“We must learn to live together as bothers or perish together as fools”

Martin Luther King, Jr.

 

Forty years have passed since Thurgood Marshall successfully argued before the Supreme Court schools which were separate, however equal, were inherently unequal.  In the wake of the now famous Brown v The Topeka Board of Education case, communities across the nation embarked on a revolutionary program to integrate the nations schools, a few voluntarily … most under some form of economic or legal duress.

Liberals politicians, progressive social engineers, civil rights activists, and the millions of Americans who believed segregation was immoral sought a color blind society where universal tolerance would replace the nation’s heritage of discrimination and intolerance.  They strategy was grounded on the logical assumption that if peoples of different races grew up and were educated together, the institutional biases which infected prior generations would soon dissipate.

As in our society at large, there can be no argument, significant strides have been made in breaking down the barriers of racial prejudice in America’s public schools.  Still, Martin Luther King’s dream of a nation in which people are judged on the content of their character rather than the color of their skin remains elusive. 

The depth of the problem became tragically apparent during a recent Frontline expose on California’s Berkeley High.  Even in what has been a hotbed of liberal thought and progressive educational thought, race and ethnicity remain enormous obstacles to harmonious and integrated educational environment.

Yet, while we should be alarmed, perhaps we shouldn’t be surprised by this latent racism.  As far back as the 1960s, when the courts were first mandating forced busing as a means of desegregating public schools, a fledgling crusade emerged on our “left” coast which began to undermine the goals of  integration as surely as did “white flight”.  This movement has since evolved into is now known as ethno-centricism … a politically correct justification for the resegregation of society.

Its advocates, in their zeal to counter what they view as the low self-esteem, sub-par academic performance and a lack of motivation of some elements of society have developed a rich core of programs which frequently paint all those who are not “people of color” as racist oppressors.  In the name of allegedly preserving the cultural heritages of African-Americans, Indigenous-Americans Hispanic-Americans, Latinos, Chicanos and Asian-Americans, many such agendas preach isolation, foster inherently racist beliefs and provide justifications for rejecting or ignoring mainstream curriculums.  Aside from being incorrectly revisionist in content, they advocate separatist doctrines and tend to be exclusionary, rarely recruiting or attracting students outside the culture being taught.

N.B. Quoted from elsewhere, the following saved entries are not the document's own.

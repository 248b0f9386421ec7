//! One-way salted digests for password gating.
//!
//! The digest is SHA-512 over `"{value}|{salt}"`, rendered as base64. It is
//! deterministic: equal value and salt always produce the same output, so the
//! stored digest can be compared against a recomputed one at retrieval time.

use base64::{engine::general_purpose::STANDARD as BASE64, Engine};
use sha2::{Digest, Sha512};

/// Computes the salted digest of a value.
pub fn compute_hash(value: &str, salt: &str) -> String {
    let salted = format!("{value}|{salt}");
    let digest = Sha512::digest(salted.as_bytes());
    BASE64.encode(digest)
}

/// Recomputes the digest for `value` and `salt` and compares it against
/// `expected` in constant time.
pub fn verify_hash(value: &str, salt: &str, expected: &str) -> bool {
    constant_time_eq(compute_hash(value, salt).as_bytes(), expected.as_bytes())
}

/// Byte-wise comparison that does not short-circuit on the first mismatch.
fn constant_time_eq(a: &[u8], b: &[u8]) -> bool {
    if a.len() != b.len() {
        return false;
    }

    let mut diff = 0u8;
    for (x, y) in a.iter().zip(b.iter()) {
        diff |= x ^ y;
    }
    diff == 0
}
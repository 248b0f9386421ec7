//! Secret persistence capability consumed by the engine.
//!
//! Any conforming backend is acceptable; the engine never assumes more than
//! this trait. Deletion is a soft scrub performed through `update`, so
//! backends must keep rows in place and never cascade onto access events.

use async_trait::async_trait;
use thiserror::Error;

use crate::domain::{AccessEvent, Secret};

/// Errors that can occur inside a storage backend.
#[derive(Debug, Error)]
pub enum StoreError {
    /// No row for the given identifier (update path only; lookups return
    /// `None` instead).
    #[error("record not found: {0}")]
    NotFound(String),

    /// Backend connection failure.
    #[error("connection error: {0}")]
    Connection(String),

    /// Row could not be encoded or decoded.
    #[error("serialization error: {0}")]
    Serialization(String),

    /// Any other backend failure.
    #[error("backend error: {0}")]
    Backend(String),
}

/// Persistence capability for secrets and their access ledger.
#[async_trait]
pub trait SecretStore: Send + Sync {
    /// Persists a new secret, assigning its identifier. Returns the persisted
    /// record, id filled in.
    async fn create(&self, secret: Secret) -> Result<Secret, StoreError>;

    /// Fetches a secret by id. `None` when no row exists.
    async fn get(&self, id: &str) -> Result<Option<Secret>, StoreError>;

    /// Rewrites an existing secret in place (the deletion scrub). The row
    /// keeps its identifier.
    async fn update(&self, secret: &Secret) -> Result<(), StoreError>;

    /// Appends one disclosure event for a secret.
    async fn create_access_event(
        &self,
        secret_id: &str,
        occurred_at: u64,
    ) -> Result<AccessEvent, StoreError>;

    /// Returns every disclosure event for a secret, in occurrence order.
    async fn access_history(&self, secret_id: &str) -> Result<Vec<AccessEvent>, StoreError>;
}
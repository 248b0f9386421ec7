//! Key custody capability consumed by the engine.

use async_trait::async_trait;
use thiserror::Error;

use burnbox_crypto::SymmetricKey;

/// Errors that can occur while obtaining the envelope key.
#[derive(Debug, Error)]
pub enum KeyProviderError {
    /// The custodian could not be reached or refused the request.
    #[error("key unavailable: {0}")]
    Unavailable(String),

    /// The custodian returned unusable key material.
    #[error("invalid key material: {0}")]
    InvalidKey(String),
}

/// Provider of the server-side envelope encryption key.
///
/// The key is assumed stable within a rotation window; rotation itself is the
/// custodian's concern, not the engine's.
#[async_trait]
pub trait KeyProvider: Send + Sync {
    /// Returns the current envelope encryption key.
    async fn encryption_key(&self) -> Result<SymmetricKey, KeyProviderError>;
}

/// Key provider holding a fixed in-process key.
///
/// Suitable for development and tests; production deployments should back the
/// trait with a managed key custodian.
#[derive(Debug, Clone)]
pub struct StaticKeyProvider {
    key: SymmetricKey,
}

impl StaticKeyProvider {
    /// Wraps an existing key.
    pub fn new(key: SymmetricKey) -> Self {
        Self { key }
    }

    /// Generates a fresh random key.
    pub fn generate() -> Self {
        Self::new(SymmetricKey::generate())
    }
}

#[async_trait]
impl KeyProvider for StaticKeyProvider {
    async fn encryption_key(&self) -> Result<SymmetricKey, KeyProviderError> {
        Ok(self.key.clone())
    }
}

Meantime, the educational establishment has contributed to the problem.  Chief among its sins has been mindless implementation of tracking, or segregating students on the basis of perceived ability.  Such programs frequently contribute to self-fulfilling expectations of student performance.  As a result few but those in honors classes are truly challenged by an academically disciplined environment.  Unfortunately, tracking frequently exacerbates in-school segregation by typically placing wealthier, better-prepared suburban students, overwhelmingly white and Asian, in the accelerated, advanced-placement classes … while relegating generally less affluent, urban students, more often than not people of color, in the less demanding courses.

In reality, our nation may never have been the melting pot of cultures for which it has been given credit.  A more apt metaphor might be an American quilt, in which each square represents  different cultures, ethnic groups, races or religious heritages.  Each adds to the beauty of the whole while remaining unique and undiluted in their individuality.  Race and ethnicity should do no less in our nation’s schools.

When the football game is on the line, the math team is competing in a state competition, the band is playing or the curtain on the school play is ready to go up, no asks or even cares about the skin color of the ball carrier, student solving the calculus problem, drummer or stagehand drawing the curtain.  Yet, pathetically, when students sit in their classroom, congregate in the corridors, eat in the cafeteria or simply mill around outside their school buildings, they most often do so along racial and ethnic lines.

Still, the picture isn’t all bleak.  There are some student as well as many educators, cutting across racial and ethnic lines, who are speaking up against racist attitudes from all sources and  insisting on demanding academic standards in math, the written and verbal use of English and other disciplines.  Many are also pleading with their fellow students to recognize the reality they are Americans living in America.  They understand that their peers who choose to deny those realities, discard an education as irrelevant and refuse to accept those reasonable societal norms will condemn themselves to a life-long, uphill battle for survival once they leave school and have to make it on their own in this country.

However glamorous the rhetoric of their firebrand solemates might sound, most students buying into separatists ideologies, save a few recent immigrants, would find themselves totally dislocated and exposed to the ravages of societies far less tolerant of contrarian behaviors than in America, were they to suddenly be transported to Africa, China or even Mexico.

So long as the myths that mainstream education is unimportant and integration is a form of white supremacy are perpetuated,  the next generation of Americans will remain as distant from and untrusting of one another as was the case a century ago.  A frustrated, former flower-child of the 1960s, now a mother of a 1990’s teenager lamented, “we can’t even figure out how to get our children to eat lunch together.”